- [Directions for this task]: Every line in the records below that holds the word "Idle" is to be copied.

Stored data
- - - -
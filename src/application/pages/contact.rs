use chrono::{DateTime, Utc};

use crate::application::AppResult;
use crate::domain::{ContactForm, ContactSubmission, DomainResult, FormField};

pub const SUBMIT_SUCCESS_MESSAGE: &str = "Thank you for your message! I'll get back to you soon.";

#[derive(Debug, Clone, PartialEq, Eq)]
pub enum SubmitStatus {
    Idle,
    /// A create call is outstanding; the submit control is disabled
    Submitting,
    Success,
    Error(String),
}

/// State behind the contact page form.
#[derive(Debug, Clone, PartialEq)]
pub struct ContactController {
    form: ContactForm,
    status: SubmitStatus,
}

impl Default for ContactController {
    fn default() -> Self {
        Self::new()
    }
}

impl ContactController {
    pub fn new() -> Self {
        Self {
            form: ContactForm::default(),
            status: SubmitStatus::Idle,
        }
    }

    pub fn form(&self) -> &ContactForm {
        &self.form
    }

    pub fn status(&self) -> &SubmitStatus {
        &self.status
    }

    pub fn can_submit(&self) -> bool {
        self.status != SubmitStatus::Submitting
    }

    pub fn submit_label(&self) -> &'static str {
        if self.can_submit() {
            "Send Message"
        } else {
            "Sending..."
        }
    }

    pub fn set_field(&mut self, field: FormField, value: impl Into<String>) {
        *self.form.field_mut(field) = value.into();
    }

    pub fn push_char(&mut self, field: FormField, c: char) {
        self.form.field_mut(field).push(c);
    }

    pub fn pop_char(&mut self, field: FormField) {
        self.form.field_mut(field).pop();
    }

    /// Start a submission. `Ok(None)` means one is already outstanding and
    /// this attempt is dropped; validation failures leave the status alone.
    pub fn begin_submit(&mut self, now: DateTime<Utc>) -> DomainResult<Option<ContactSubmission>> {
        if !self.can_submit() {
            tracing::debug!("Submit ignored, a submission is already in flight");
            return Ok(None);
        }

        self.form.validate()?;

        self.status = SubmitStatus::Submitting;
        Ok(Some(ContactSubmission::from_form(&self.form, now)))
    }

    pub fn complete_submit(&mut self, result: AppResult<ContactSubmission>) {
        match result {
            Ok(_) => {
                self.status = SubmitStatus::Success;
                self.form.clear();
            }
            Err(e) => {
                tracing::warn!("Contact submission failed: {}", e);
                self.status = SubmitStatus::Error(format!("Your message could not be sent: {e}"));
            }
        }
    }
}

#[cfg(test)]
mod tests {
    use super::*;
    use crate::application::SiteService;
    use crate::domain::{DomainError, STATUS_NEW};
    use crate::ports::{MockRecordStore, StoreError};
    use std::sync::{Arc, Mutex};

    async fn submit(controller: &mut ContactController, service: &SiteService) {
        let submission = controller.begin_submit(Utc::now()).unwrap().unwrap();
        let result = service.submit_contact(&submission).await;
        controller.complete_submit(result);
    }

    fn fill(controller: &mut ContactController) {
        controller.set_field(FormField::Name, "Jane Doe");
        controller.set_field(FormField::Email, "jane@example.com");
        controller.set_field(FormField::Subject, "Hello");
        controller.set_field(FormField::Message, "Test message");
    }

    #[tokio::test]
    async fn test_successful_submission_clears_form() {
        let captured = Arc::new(Mutex::new(Vec::new()));
        let sink = captured.clone();

        let mut store = MockRecordStore::new();
        store
            .expect_create()
            .times(1)
            .returning(move |collection, record| {
                sink.lock().unwrap().push((collection.to_string(), record.clone()));
                Ok(record)
            });
        let service = SiteService::new(Arc::new(store));

        let mut controller = ContactController::new();
        fill(&mut controller);
        let before = Utc::now();

        submit(&mut controller, &service).await;

        assert_eq!(controller.status(), &SubmitStatus::Success);
        for field in FormField::ALL {
            assert_eq!(controller.form().field(field), "");
        }

        let calls = captured.lock().unwrap();
        assert_eq!(calls.len(), 1);
        let (collection, record) = &calls[0];
        assert_eq!(collection, "contactsubmissions");
        let sent: ContactSubmission = serde_json::from_value(record.clone()).unwrap();
        assert_eq!(sent.status, STATUS_NEW);
        assert_eq!(sent.name, "Jane Doe");
        assert_eq!(sent.email, "jane@example.com");
        assert_eq!(sent.subject, "Hello");
        assert_eq!(sent.message, "Test message");
        assert!(sent.submission_date >= before);
        assert!(!sent.id.0.is_empty());
    }

    #[test]
    fn test_second_submit_while_outstanding_is_dropped() {
        let mut controller = ContactController::new();
        fill(&mut controller);

        let first = controller.begin_submit(Utc::now()).unwrap();
        assert!(first.is_some());
        assert!(!controller.can_submit());
        assert_eq!(controller.submit_label(), "Sending...");

        let second = controller.begin_submit(Utc::now()).unwrap();
        assert!(second.is_none());
        assert_eq!(controller.status(), &SubmitStatus::Submitting);
    }

    #[tokio::test]
    async fn test_rapid_resubmit_issues_single_create() {
        let mut store = MockRecordStore::new();
        store.expect_create().times(1).returning(|_, record| Ok(record));
        let service = SiteService::new(Arc::new(store));

        let mut controller = ContactController::new();
        fill(&mut controller);

        let submission = controller.begin_submit(Utc::now()).unwrap().unwrap();
        // Clicked again before the store answered
        assert!(controller.begin_submit(Utc::now()).unwrap().is_none());

        let result = service.submit_contact(&submission).await;
        controller.complete_submit(result);
        assert_eq!(controller.status(), &SubmitStatus::Success);
    }

    #[test]
    fn test_missing_field_blocks_submission() {
        let mut controller = ContactController::new();
        controller.set_field(FormField::Name, "Jane Doe");

        let err = controller.begin_submit(Utc::now()).unwrap_err();
        assert_eq!(err, DomainError::MissingField("Email".to_string()));
        assert_eq!(controller.status(), &SubmitStatus::Idle);
    }

    #[tokio::test]
    async fn test_store_failure_keeps_fields_and_reenables_submit() {
        let mut store = MockRecordStore::new();
        store
            .expect_create()
            .times(1)
            .returning(|_, _| Err(StoreError::StoreUnavailable("connection refused".to_string())));
        let service = SiteService::new(Arc::new(store));

        let mut controller = ContactController::new();
        fill(&mut controller);
        submit(&mut controller, &service).await;

        assert!(matches!(controller.status(), SubmitStatus::Error(msg) if msg.contains("connection refused")));
        assert_eq!(controller.form().name, "Jane Doe");
        assert!(controller.can_submit());
    }

    #[tokio::test]
    async fn test_acknowledgment_without_record_is_success() {
        let mut store = MockRecordStore::new();
        store
            .expect_create()
            .times(1)
            .returning(|_, record| Ok(serde_json::json!({ "_id": record["_id"].clone() })));
        let service = SiteService::new(Arc::new(store));

        let mut controller = ContactController::new();
        fill(&mut controller);
        submit(&mut controller, &service).await;

        assert_eq!(controller.status(), &SubmitStatus::Success);
        assert_eq!(controller.form().name, "");
    }

    #[test]
    fn test_editing_fields() {
        let mut controller = ContactController::new();
        controller.push_char(FormField::Subject, 'H');
        controller.push_char(FormField::Subject, 'i');
        controller.pop_char(FormField::Subject);
        assert_eq!(controller.form().subject, "H");
    }
}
- - - -
- [Expected answer]:
    Idle,
            status: SubmitStatus::Idle,
        assert_eq!(controller.status(), &SubmitStatus::Idle);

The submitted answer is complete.